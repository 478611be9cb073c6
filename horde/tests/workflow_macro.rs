use std::time::Duration;

use horde::{
    CheckAggregator, IterationOutcome, Profile, RampingExecutor, RunStatus, Scenario, Stage,
    VuContext, WorkflowError, macros::workflow, run_iteration,
};
use tokio_util::sync::CancellationToken;

#[workflow]
async fn crud(ctx: VuContext) -> Result<(), WorkflowError> {
    ctx.declare_check("deleted");
    ctx.step("create", async { Ok::<_, std::io::Error>(()) }).await?;
    ctx.check("created", true);
    tokio::time::sleep(Duration::from_millis(20)).await;
    ctx.step("delete", async {
        Err::<(), _>(std::io::Error::other("gone"))
    })
    .await?;
    ctx.check("deleted", true);
    Ok(())
}

#[tokio::test]
async fn macro_workflow_runs_a_single_iteration() {
    let aggregator = CheckAggregator::new();
    let ctx = VuContext::new(0, 0, aggregator.recorder(), CancellationToken::new());

    match run_iteration(&crud, ctx).await {
        IterationOutcome::Failed { step, error } => {
            assert_eq!(step.as_deref(), Some("delete"));
            assert!(error.contains("gone"));
        }
        other => panic!("unexpected outcome {other:?}"),
    }
}

#[tokio::test(start_paused = true)]
async fn macro_workflow_under_load() {
    let executor = RampingExecutor::builder()
        .profile(
            Profile::new(vec![
                Stage::new(Duration::from_millis(500), 3),
                Stage::new(Duration::from_millis(500), 3),
            ])
            .unwrap(),
        )
        .tick(Duration::from_millis(50))
        .build();

    let report = Scenario::new("crud", crud).run(&executor).await.unwrap();

    assert_eq!(report.status, RunStatus::Completed);
    assert!(report.total_iterations > 0);
    // Iterations caught between the two steps at the deadline are interrupted.
    assert_eq!(
        report.failed_iterations + report.interrupted_iterations,
        report.total_iterations
    );
    assert!(report.interrupted_iterations <= 3);
    assert_eq!(report.errors["delete"], report.failed_iterations);

    let created = report.summary("created").unwrap();
    assert_eq!(created.pass_count, report.total_iterations);

    // Declared but never reached.
    let deleted = report.summary("deleted").unwrap();
    assert_eq!(deleted.total(), 0);
    assert_eq!(deleted.pass_rate(), None);
}
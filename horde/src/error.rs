use std::{path::PathBuf, time::Duration};

use thiserror::Error;

/// A malformed run configuration. Always raised before any worker starts.
#[derive(Debug, Error)]
pub enum ConfigError {
    #[error("profile must contain at least one stage")]
    EmptyProfile,

    #[error("stage {index}: target must be a non-negative integer, got {value}")]
    InvalidTarget { index: usize, value: String },

    #[error("stage {index}: invalid duration: {reason}")]
    InvalidDuration { index: usize, reason: String },

    #[error("profile never asks for a worker (all targets are zero)")]
    NoWorkers,

    #[error("invalid `{field}`: {reason}")]
    InvalidSetting { field: &'static str, reason: String },

    #[error("tick interval must be greater than zero")]
    ZeroTick,

    #[error("profile is too long: stage durations overflow when added up")]
    ProfileTooLong,

    #[error("run length {planned:?} puts the deadline out of the clock's range")]
    DeadlineOutOfRange { planned: Duration },

    #[error("failed to read config file {path}: {source}")]
    Io {
        path: PathBuf,
        #[source]
        source: std::io::Error,
    },

    #[error("malformed config: {0}")]
    Parse(#[from] serde_json::Error),
}

/// Failure to bring up a new worker. Retried by the pool on the next tick.
#[derive(Debug, Error, Clone, PartialEq, Eq)]
pub enum ResourceError {
    #[error("worker limit reached ({limit} virtual users)")]
    Exhausted { limit: usize },

    #[error("no tokio runtime available to spawn workers")]
    NoRuntime,
}

/// An error raised by a workflow iteration.
///
/// These never leave the worker: the iteration is recorded as failed and the
/// worker carries on with the next one.
#[derive(Debug, Error)]
pub enum WorkflowError {
    #[error("step `{step}` failed: {source}")]
    Step {
        step: String,
        #[source]
        source: anyhow::Error,
    },

    /// The run was cancelled before the next step could start.
    #[error("iteration cancelled")]
    Cancelled,

    #[error(transparent)]
    Other(#[from] anyhow::Error),
}

impl WorkflowError {
    /// Wrap any error as a failure of the named step.
    pub fn step(step: impl Into<String>, source: impl Into<anyhow::Error>) -> Self {
        Self::Step {
            step: step.into(),
            source: source.into(),
        }
    }

    /// The step this error was raised in, when known.
    pub fn step_name(&self) -> Option<&str> {
        match self {
            Self::Step { step, .. } => Some(step),
            _ => None,
        }
    }
}

/// Errors that abort a run before it starts.
#[derive(Debug, Error)]
pub enum RunError {
    #[error(transparent)]
    Config(#[from] ConfigError),
}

-=-=-=-=-

= EXERCISE OBJECTIVE =
Search the data above for the word "starts". Copy each line it is in.

= OUTPUT FOR THIS TASK =
/// A malformed run configuration. Always raised before any worker starts.
/// Errors that abort a run before it starts.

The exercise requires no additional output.